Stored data
====================
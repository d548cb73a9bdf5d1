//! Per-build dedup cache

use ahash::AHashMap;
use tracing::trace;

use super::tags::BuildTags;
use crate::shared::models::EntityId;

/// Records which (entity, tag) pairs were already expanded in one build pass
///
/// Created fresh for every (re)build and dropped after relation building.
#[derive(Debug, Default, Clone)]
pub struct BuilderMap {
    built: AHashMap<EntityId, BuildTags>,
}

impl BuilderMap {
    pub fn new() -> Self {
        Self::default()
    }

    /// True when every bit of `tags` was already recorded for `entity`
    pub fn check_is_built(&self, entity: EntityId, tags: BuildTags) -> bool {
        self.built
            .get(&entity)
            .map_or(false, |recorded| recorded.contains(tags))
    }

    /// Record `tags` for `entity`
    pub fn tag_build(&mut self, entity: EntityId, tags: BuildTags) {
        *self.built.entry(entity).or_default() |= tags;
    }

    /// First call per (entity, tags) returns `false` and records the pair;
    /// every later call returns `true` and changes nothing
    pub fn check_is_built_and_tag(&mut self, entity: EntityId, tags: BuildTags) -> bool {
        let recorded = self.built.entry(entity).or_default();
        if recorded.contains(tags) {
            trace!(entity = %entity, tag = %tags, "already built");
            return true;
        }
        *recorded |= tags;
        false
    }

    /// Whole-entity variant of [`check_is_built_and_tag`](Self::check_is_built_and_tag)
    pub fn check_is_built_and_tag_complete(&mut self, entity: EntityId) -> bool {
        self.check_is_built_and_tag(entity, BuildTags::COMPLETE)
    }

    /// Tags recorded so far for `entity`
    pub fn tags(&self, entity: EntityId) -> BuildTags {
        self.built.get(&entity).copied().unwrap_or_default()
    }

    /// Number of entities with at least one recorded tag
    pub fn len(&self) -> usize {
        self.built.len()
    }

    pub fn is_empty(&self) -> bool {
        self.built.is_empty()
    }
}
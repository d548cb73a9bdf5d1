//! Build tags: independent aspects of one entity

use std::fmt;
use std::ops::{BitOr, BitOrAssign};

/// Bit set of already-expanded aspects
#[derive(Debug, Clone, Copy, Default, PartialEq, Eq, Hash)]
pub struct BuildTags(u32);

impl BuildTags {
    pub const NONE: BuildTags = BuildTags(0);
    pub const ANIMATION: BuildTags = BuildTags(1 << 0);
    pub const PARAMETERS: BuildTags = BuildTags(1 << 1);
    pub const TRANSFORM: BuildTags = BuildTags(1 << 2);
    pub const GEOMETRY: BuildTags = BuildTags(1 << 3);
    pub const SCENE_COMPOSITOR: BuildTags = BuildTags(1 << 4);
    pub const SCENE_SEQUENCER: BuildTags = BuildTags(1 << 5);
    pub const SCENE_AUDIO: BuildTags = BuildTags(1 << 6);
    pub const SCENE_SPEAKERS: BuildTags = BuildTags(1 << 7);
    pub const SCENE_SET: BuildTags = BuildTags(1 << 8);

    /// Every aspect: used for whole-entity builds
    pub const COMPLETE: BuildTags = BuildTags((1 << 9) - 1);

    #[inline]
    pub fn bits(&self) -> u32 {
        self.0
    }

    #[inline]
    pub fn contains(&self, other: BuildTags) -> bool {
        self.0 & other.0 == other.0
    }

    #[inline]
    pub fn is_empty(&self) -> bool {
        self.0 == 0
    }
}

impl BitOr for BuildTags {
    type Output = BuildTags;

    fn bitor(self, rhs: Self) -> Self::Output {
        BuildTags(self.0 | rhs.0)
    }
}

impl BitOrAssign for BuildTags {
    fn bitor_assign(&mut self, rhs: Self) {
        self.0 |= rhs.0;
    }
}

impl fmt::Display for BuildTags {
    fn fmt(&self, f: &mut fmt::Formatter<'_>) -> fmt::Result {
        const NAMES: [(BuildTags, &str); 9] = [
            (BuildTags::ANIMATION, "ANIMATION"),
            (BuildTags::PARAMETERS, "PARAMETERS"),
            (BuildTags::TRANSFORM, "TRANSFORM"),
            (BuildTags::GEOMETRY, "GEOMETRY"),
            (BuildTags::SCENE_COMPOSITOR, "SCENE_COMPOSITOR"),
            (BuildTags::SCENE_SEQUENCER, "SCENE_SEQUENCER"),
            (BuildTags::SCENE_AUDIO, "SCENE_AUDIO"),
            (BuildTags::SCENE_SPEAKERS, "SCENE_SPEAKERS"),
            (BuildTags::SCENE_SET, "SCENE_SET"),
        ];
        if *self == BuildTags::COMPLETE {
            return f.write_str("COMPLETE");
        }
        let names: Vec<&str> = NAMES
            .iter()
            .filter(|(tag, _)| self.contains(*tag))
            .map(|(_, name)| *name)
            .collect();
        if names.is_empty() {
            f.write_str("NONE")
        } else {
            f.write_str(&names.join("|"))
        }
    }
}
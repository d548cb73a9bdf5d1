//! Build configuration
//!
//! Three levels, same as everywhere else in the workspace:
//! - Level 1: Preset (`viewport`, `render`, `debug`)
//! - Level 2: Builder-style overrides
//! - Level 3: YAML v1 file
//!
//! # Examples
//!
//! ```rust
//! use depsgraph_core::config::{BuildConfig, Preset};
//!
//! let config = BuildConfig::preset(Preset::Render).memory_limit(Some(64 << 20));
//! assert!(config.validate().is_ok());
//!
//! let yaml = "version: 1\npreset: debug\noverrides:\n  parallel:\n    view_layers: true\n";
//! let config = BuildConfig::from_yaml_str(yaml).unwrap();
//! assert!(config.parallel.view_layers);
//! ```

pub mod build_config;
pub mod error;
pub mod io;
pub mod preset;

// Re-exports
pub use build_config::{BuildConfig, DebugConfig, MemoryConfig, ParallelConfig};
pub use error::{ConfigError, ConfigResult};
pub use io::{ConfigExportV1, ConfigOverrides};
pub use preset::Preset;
====================
__ACTION ITEM__
All entries should be transcribed verbatim.

__RESULT FOR THIS EXERCISE__
repository d548cb73a9bdf5d1
//! Per-build dedup cache

use ahash::AHashMap;
use tracing::trace;

use super::tags::BuildTags;
use crate::shared::models::EntityId;

/// Records which (entity, tag) pairs were already expanded in one build pass
///
/// Created fresh for every (re)build and dropped after relation building.
#[derive(Debug, Default, Clone)]
pub struct BuilderMap {
    built: AHashMap<EntityId, BuildTags>,
}

impl BuilderMap {
    pub fn new() -> Self {
        Self::default()
    }

    /// True when every bit of `tags` was already recorded for `entity`
    pub fn check_is_built(&self, entity: EntityId, tags: BuildTags) -> bool {
        self.built
            .get(&entity)
            .map_or(false, |recorded| recorded.contains(tags))
    }

    /// Record `tags` for `entity`
    pub fn tag_build(&mut self, entity: EntityId, tags: BuildTags) {
        *self.built.entry(entity).or_default() |= tags;
    }

    /// First call per (entity, tags) returns `false` and records the pair;
    /// every later call returns `true` and changes nothing
    pub fn check_is_built_and_tag(&mut self, entity: EntityId, tags: BuildTags) -> bool {
        let recorded = self.built.entry(entity).or_default();
        if recorded.contains(tags) {
            trace!(entity = %entity, tag = %tags, "already built");
            return true;
        }
        *recorded |= tags;
        false
    }

    /// Whole-entity variant of [`check_is_built_and_tag`](Self::check_is_built_and_tag)
    pub fn check_is_built_and_tag_complete(&mut self, entity: EntityId) -> bool {
        self.check_is_built_and_tag(entity, BuildTags::COMPLETE)
    }

    /// Tags recorded so far for `entity`
    pub fn tags(&self, entity: EntityId) -> BuildTags {
        self.built.get(&entity).copied().unwrap_or_default()
    }

    /// Number of entities with at least one recorded tag
    pub fn len(&self) -> usize {
        self.built.len()
    }

    pub fn is_empty(&self) -> bool {
        self.built.is_empty()
    }
}
repository d548cb73a9bdf5d1
//! Build tags: independent aspects of one entity

use std::fmt;
use std::ops::{BitOr, BitOrAssign};

/// Bit set of already-expanded aspects
#[derive(Debug, Clone, Copy, Default, PartialEq, Eq, Hash)]
pub struct BuildTags(u32);

impl BuildTags {
    pub const NONE: BuildTags = BuildTags(0);
    pub const ANIMATION: BuildTags = BuildTags(1 << 0);
    pub const PARAMETERS: BuildTags = BuildTags(1 << 1);
    pub const TRANSFORM: BuildTags = BuildTags(1 << 2);
    pub const GEOMETRY: BuildTags = BuildTags(1 << 3);
    pub const SCENE_COMPOSITOR: BuildTags = BuildTags(1 << 4);
    pub const SCENE_SEQUENCER: BuildTags = BuildTags(1 << 5);
    pub const SCENE_AUDIO: BuildTags = BuildTags(1 << 6);
    pub const SCENE_SPEAKERS: BuildTags = BuildTags(1 << 7);
    pub const SCENE_SET: BuildTags = BuildTags(1 << 8);

    /// Every aspect: used for whole-entity builds
    pub const COMPLETE: BuildTags = BuildTags((1 << 9) - 1);

    #[inline]
    pub fn bits(&self) -> u32 {
        self.0
    }

    #[inline]
    pub fn contains(&self, other: BuildTags) -> bool {
        self.0 & other.0 == other.0
    }

    #[inline]
    pub fn is_empty(&self) -> bool {
        self.0 == 0
    }
}

impl BitOr for BuildTags {
    type Output = BuildTags;

    fn bitor(self, rhs: Self) -> Self::Output {
        BuildTags(self.0 | rhs.0)
    }
}

impl BitOrAssign for BuildTags {
    fn bitor_assign(&mut self, rhs: Self) {
        self.0 |= rhs.0;
    }
}

impl fmt::Display for BuildTags {
    fn fmt(&self, f: &mut fmt::Formatter<'_>) -> fmt::Result {
        const NAMES: [(BuildTags, &str); 9] = [
            (BuildTags::ANIMATION, "ANIMATION"),
            (BuildTags::PARAMETERS, "PARAMETERS"),
            (BuildTags::TRANSFORM, "TRANSFORM"),
            (BuildTags::GEOMETRY, "GEOMETRY"),
            (BuildTags::SCENE_COMPOSITOR, "SCENE_COMPOSITOR"),
            (BuildTags::SCENE_SEQUENCER, "SCENE_SEQUENCER"),
            (BuildTags::SCENE_AUDIO, "SCENE_AUDIO"),
            (BuildTags::SCENE_SPEAKERS, "SCENE_SPEAKERS"),
            (BuildTags::SCENE_SET, "SCENE_SET"),
        ];
        if *self == BuildTags::COMPLETE {
            return f.write_str("COMPLETE");
        }
        let names: Vec<&str> = NAMES
            .iter()
            .filter(|(tag, _)| self.contains(*tag))
            .map(|(_, name)| *name)
            .collect();
        if names.is_empty() {
            f.write_str("NONE")
        } else {
            f.write_str(&names.join("|"))
        }
    }
}
repository d548cb73a9bdf5d1
//! Build configuration
//!
//! Three levels, same as everywhere else in the workspace:
//! - Level 1: Preset (`viewport`, `render`, `debug`)
//! - Level 2: Builder-style overrides
//! - Level 3: YAML v1 file
//!
//! # Examples
//!
//! ```rust
//! use depsgraph_core::config::{BuildConfig, Preset};
//!
//! let config = BuildConfig::preset(Preset::Render).memory_limit(Some(64 << 20));
//! assert!(config.validate().is_ok());
//!
//! let yaml = "version: 1\npreset: debug\noverrides:\n  parallel:\n    view_layers: true\n";
//! let config = BuildConfig::from_yaml_str(yaml).unwrap();
//! assert!(config.parallel.view_layers);
//! ```

pub mod build_config;
pub mod error;
pub mod io;
pub mod preset;

// Re-exports
pub use build_config::{BuildConfig, DebugConfig, MemoryConfig, ParallelConfig};
pub use error::{ConfigError, ConfigResult};
pub use io::{ConfigExportV1, ConfigOverrides};
pub use preset::Preset;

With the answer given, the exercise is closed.